The Minister of Labor said that the company would have a month to pay us. In the same week, the company took out all of the materials from the factory. The owner had another maquila set up north of San Salvador. He completely closed the factory. On May 11, we stopped our work and took control of the factory. We were 14 women and one man. We divided into two groups. One went to the gates of the factory. The other went to the offices and began to demonstrate there. We were few people but very courageous. The police came. We said we are the ones who work this factory we decide who comes and leaves and at this moment nobody leaves. The police began to shake and said OK you run the factory just give me the key. 

We did everything so quickly and we took hold of the locks and we said to the women “Come and unite with us this man is trying to close the factory and has not complied with the agreement.” At this moment there was a big group of women – 64 women and seven men. The police came to kick us out and they accused us of taking private property. But we took the locks and put them in our pockets so they couldn’t see them.

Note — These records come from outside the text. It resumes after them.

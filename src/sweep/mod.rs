//! Directional-weight sweep.
//!
//! Design goals:
//! - deterministic: a fixed linear grid, no stochastic search
//! - parallel across grid points (each point re-scores the dataset)
//! - one headline number per point: partial correlation and combined AUC

use rayon::prelude::*;

use crate::domain::ForecastRecord;
use crate::error::AppError;
use crate::index::{BciWeights, score_ensemble};
use crate::validate::{compare_baselines, partial_correlation};

/// One grid point of the sweep.
#[derive(Debug, Clone, Copy)]
pub struct SweepPoint {
    pub weight: f64,
    pub partial_r: f64,
    pub partial_p: f64,
    /// AUC of the learned spread + BCI detector at this weight.
    pub auc: f64,
}

#[derive(Debug, Clone)]
pub struct SweepOutput {
    pub points: Vec<SweepPoint>,
    /// Index into `points` of the best grid point.
    pub best: usize,
}

/// Evenly spaced grid over `[min, max]` with `steps` points.
pub fn linear_space(min: f64, max: f64, steps: usize) -> Result<Vec<f64>, AppError> {
    if !min.is_finite() || !max.is_finite() {
        return Err(AppError::new(2, "Sweep bounds must be finite."));
    }
    if !(0.0..=1.0).contains(&min) || !(0.0..=1.0).contains(&max) || min >= max {
        return Err(AppError::new(
            2,
            format!("Sweep bounds must satisfy 0 <= min < max <= 1, got [{min}, {max}]."),
        ));
    }
    if steps < 2 {
        return Err(AppError::new(2, "Sweep needs at least 2 grid points."));
    }

    let step = (max - min) / (steps - 1) as f64;
    Ok((0..steps).map(|i| min + step * i as f64).collect())
}

/// Re-score the dataset at each grid weight and measure validation skill.
pub fn run_sweep(
    records: &[ForecastRecord],
    weight_min: f64,
    weight_max: f64,
    steps: usize,
    high_error_quantile: f64,
) -> Result<SweepOutput, AppError> {
    if records.is_empty() {
        return Err(AppError::new(3, "No forecast records to sweep over."));
    }
    let grid = linear_space(weight_min, weight_max, steps)?;

    let points: Vec<SweepPoint> = grid
        .par_iter()
        .map(|&weight| evaluate_weight(records, weight, high_error_quantile))
        .collect::<Result<Vec<_>, AppError>>()?;

    // Best by AUC, then |partial r|, then grid order. All deterministic.
    let mut best = 0usize;
    for (i, p) in points.iter().enumerate().skip(1) {
        let b = &points[best];
        let better = p.auc > b.auc
            || (p.auc == b.auc && p.partial_r.abs() > b.partial_r.abs());
        if better {
            best = i;
        }
    }

    Ok(SweepOutput { points, best })
}

fn evaluate_weight(
    records: &[ForecastRecord],
    weight: f64,
    high_error_quantile: f64,
) -> Result<SweepPoint, AppError> {
    let weights = BciWeights::new(weight)?;

    let mut spread = Vec::with_capacity(records.len());
    let mut bci = Vec::with_capacity(records.len());
    let mut errors = Vec::with_capacity(records.len());
    for r in records {
        let score = score_ensemble(&r.members, r.observation, weights)?;
        spread.push(score.spread);
        bci.push(score.bci);
        errors.push(score.mean_error);
    }

    let partial = partial_correlation(&bci, &errors, &spread)?;
    let baseline = compare_baselines(&spread, &bci, &errors, high_error_quantile)?;
    let learned = baseline
        .models
        .last()
        .ok_or_else(|| AppError::new(4, "Baseline comparison returned no models."))?;

    Ok(SweepPoint {
        weight,
        partial_r: partial.r,
        partial_p: partial.p_value,
        auc: learned.auc,
    })
}

#[cfg(test)]
mod tests {
    use super::*;
    use chrono::NaiveDate;

    #[test]
    fn linear_space_endpoints() {
        let grid = linear_space(0.5, 0.9, 9).unwrap();
        assert_eq!(grid.len(), 9);
        assert!((grid[0] - 0.5).abs() < 1e-12);
        assert!((grid[8] - 0.9).abs() < 1e-12);
        assert!((grid[4] - 0.7).abs() < 1e-12);
    }

    #[test]
    fn linear_space_rejects_bad_bounds() {
        assert_eq!(linear_space(0.9, 0.5, 5).unwrap_err().exit_code(), 2);
        assert_eq!(linear_space(-0.1, 0.5, 5).unwrap_err().exit_code(), 2);
        assert_eq!(linear_space(0.5, 0.9, 1).unwrap_err().exit_code(), 2);
    }

    fn record(storm: &str, hour: u32, members: Vec<f64>, obs: f64) -> ForecastRecord {
        ForecastRecord {
            storm: storm.to_string(),
            valid_time: NaiveDate::from_ymd_opt(2024, 2, 18)
                .unwrap()
                .and_hms_opt(hour, 0, 0)
                .unwrap(),
            station: None,
            lead_hours: None,
            members,
            observation: obs,
        }
    }

    fn dataset() -> Vec<ForecastRecord> {
        // A mix of coherent and incoherent ensembles with varied errors.
        let mut records = Vec::new();
        for i in 0..16 {
            let shift = i as f64 * 0.4;
            let members = vec![8.0 + shift, 8.7 + shift, 9.5 + shift, 10.3 + shift];
            records.push(record("babet", i, members, 9.0));
        }
        for i in 0..8 {
            let w = (i as f64 * 1.1).sin();
            let members = vec![5.0 - w, 6.0 + w, 7.0 - w, 8.0 + w];
            records.push(record("henk", i, members, 6.5 + w));
        }
        records
    }

    #[test]
    fn sweep_is_deterministic() {
        let records = dataset();
        let a = run_sweep(&records, 0.5, 0.9, 5, 0.75).unwrap();
        let b = run_sweep(&records, 0.5, 0.9, 5, 0.75).unwrap();

        assert_eq!(a.points.len(), 5);
        assert_eq!(a.best, b.best);
        for (pa, pb) in a.points.iter().zip(b.points.iter()) {
            assert_eq!(pa.auc, pb.auc);
            assert_eq!(pa.partial_r, pb.partial_r);
        }
    }

    #[test]
    fn sweep_points_cover_the_grid() {
        let records = dataset();
        let out = run_sweep(&records, 0.5, 0.9, 5, 0.75).unwrap();
        let weights: Vec<f64> = out.points.iter().map(|p| p.weight).collect();
        assert!((weights[0] - 0.5).abs() < 1e-12);
        assert!((weights[4] - 0.9).abs() < 1e-12);
        assert!(out.best < out.points.len());
        for p in &out.points {
            assert!((0.0..=1.0).contains(&p.auc));
        }
    }

    #[test]
    fn empty_dataset_is_rejected() {
        assert_eq!(run_sweep(&[], 0.5, 0.9, 5, 0.75).unwrap_err().exit_code(), 3);
    }
}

They said we were guerrillas and we kept screaming “We want them to pay us.” 

They went into their offices. There was a group that didn’t support us that told the police to take us out of there. We spoke to the police and said we haven’t done anything and there were no locks to begin with and what would you do if your children had nothing to eat. He finally left. We said to the owner “From this moment we are on strike and we are not going to work until you pay us.”

For a month, we cooked there, slept on the floor and had a committee to find resources. After a month the company asked for certification of the strike as a legal strike. The government ruled that the strike was not legal and ordered us back to work on June 19. We had to leave. We couldn’t risk going to jail for violating the order. They kicked us out but we stayed out on the street in front of the factory for five months. The owner hired a woman to follow us every day. FENASTRAS was saying that you already negotiated with the company. At first it didn’t matter, we were out on the streets making a huge ruckus. But we couldn’t get the press to cover us. From there, we started to look for other organizations and that is how we found the STS. 

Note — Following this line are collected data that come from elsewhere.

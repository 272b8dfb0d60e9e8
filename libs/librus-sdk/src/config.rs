use std::path::Path;

use figment::Figment;
use figment::providers::{Env, Format, Serialized, Yaml};
use librus_http::HttpClientConfig;
use serde::{Deserialize, Serialize};
use url::Url;

use crate::error::ClientError;

/// Landing page host of the account portal.
pub const DEFAULT_PORTAL_URL: &str = "https://portal.librus.pl";

/// Base of the versioned data API.
pub const DEFAULT_API_URL: &str = "https://api.librus.pl/3.0";

/// IDs per batched request. The API rejects request paths carrying more than
/// about thirty IDs.
pub const DEFAULT_BATCH_LIMIT: usize = 29;

/// Prefix of environment variables read by [`ClientConfig::load`].
pub const ENV_PREFIX: &str = "LIBRUS_";

/// Client configuration.
///
/// Every field has a default, so partial YAML or environment overrides are
/// enough.
#[derive(Debug, Clone, PartialEq, Eq, Serialize, Deserialize)]
#[serde(default)]
pub struct ClientConfig {
    /// Account portal (login handshake, linked accounts, token refresh).
    pub portal_url: String,

    /// Data API base (entities, `Me`).
    pub api_url: String,

    /// Maximum IDs per batched request.
    pub batch_limit: usize,

    /// Transport settings.
    pub http: HttpClientConfig,
}

impl Default for ClientConfig {
    fn default() -> Self {
        Self {
            portal_url: DEFAULT_PORTAL_URL.to_owned(),
            api_url: DEFAULT_API_URL.to_owned(),
            batch_limit: DEFAULT_BATCH_LIMIT,
            http: HttpClientConfig::default(),
        }
    }
}

impl ClientConfig {
    /// Layer defaults, an optional YAML file, then `LIBRUS_*` environment
    /// variables (nested keys separated by `__`, e.g. `LIBRUS_HTTP__TIMEOUT_SECS`).
    ///
    /// # Errors
    /// Returns [`ClientError::Config`] if a layer fails to parse or the merged
    /// configuration does not validate.
    pub fn load(path: Option<&Path>) -> Result<Self, ClientError> {
        let mut figment = Figment::from(Serialized::defaults(Self::default()));
        if let Some(path) = path {
            figment = figment.merge(Yaml::file(path));
        }
        figment = figment.merge(Env::prefixed(ENV_PREFIX).split("__"));

        let config: Self = figment
            .extract()
            .map_err(|e| ClientError::Config(e.to_string()))?;
        config.validate()?;
        Ok(config)
    }

    /// Configuration pointing both the portal and the API at a local mock
    /// server, with plain HTTP allowed.
    #[must_use]
    pub fn for_testing(base_url: &str) -> Self {
        let base = base_url.trim_end_matches('/');
        Self {
            portal_url: base.to_owned(),
            api_url: format!("{base}/3.0"),
            batch_limit: DEFAULT_BATCH_LIMIT,
            http: HttpClientConfig::for_testing(),
        }
    }

    /// Check that URLs parse and the batch limit is usable.
    ///
    /// # Errors
    /// Returns [`ClientError::Config`] describing the first problem found.
    pub fn validate(&self) -> Result<(), ClientError> {
        for (name, value) in [("portal_url", &self.portal_url), ("api_url", &self.api_url)] {
            Url::parse(value)
                .map_err(|e| ClientError::Config(format!("{name} '{value}' is invalid: {e}")))?;
        }
        if self.batch_limit == 0 {
            return Err(ClientError::Config(
                "batch_limit must be at least 1".into(),
            ));
        }
        Ok(())
    }

    /// Absolute portal URL for `path`.
    #[must_use]
    pub fn portal_endpoint(&self, path: &str) -> String {
        join(&self.portal_url, path)
    }

    /// Absolute API URL for `path`.
    #[must_use]
    pub fn api_endpoint(&self, path: &str) -> String {
        join(&self.api_url, path)
    }
}

fn join(base: &str, path: &str) -> String {
    format!(
        "{}/{}",
        base.trim_end_matches('/'),
        path.trim_start_matches('/')
    )
}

We met a friend who was a journalist who helped us write letters to different social organizations and unions. That is how we found out about different organizations. They invited us to participate in the closing of a street in front of the Minister of Labor. There were 15 of us. We were there screaming “Minister of Labor – we are starving in the streets and you caused us to be starving in the street.” We saw a woman with green eyes. We came up to her and said “Are you here helping us?” She said “Why are you protesting?” We said “Because the Department of Labor doesn’t do anything for the workers.”  She was interested and went to look at the protest in front of the factory She asked a lot of questions about the brands we made. She came back with two compañeros – two real big guys. They did a whole video of us. They took us to eat at Mr. Donut which was nice because we hadn’t eaten for days. They said they were going to take our demands to Adidas which was really responsible.

They gave us $125 for food but asked for a receipt to show that we received the money. We asked what organizations they were with and they said Christian Romero in Germany and we said so you are not gringos. We felt a lot of fear because of the repression we had been through. When they asked us to sign the receipt, I thought “What if the owner had sent them to mess with us. We talked to them again on the phone and they said that Lauren from the Workers Rights Consortium was coming. This was the way our struggle moved to an international way. We continued marching in the streets but also had started judicial procedures.  The Germans helped us take the campaign internationally.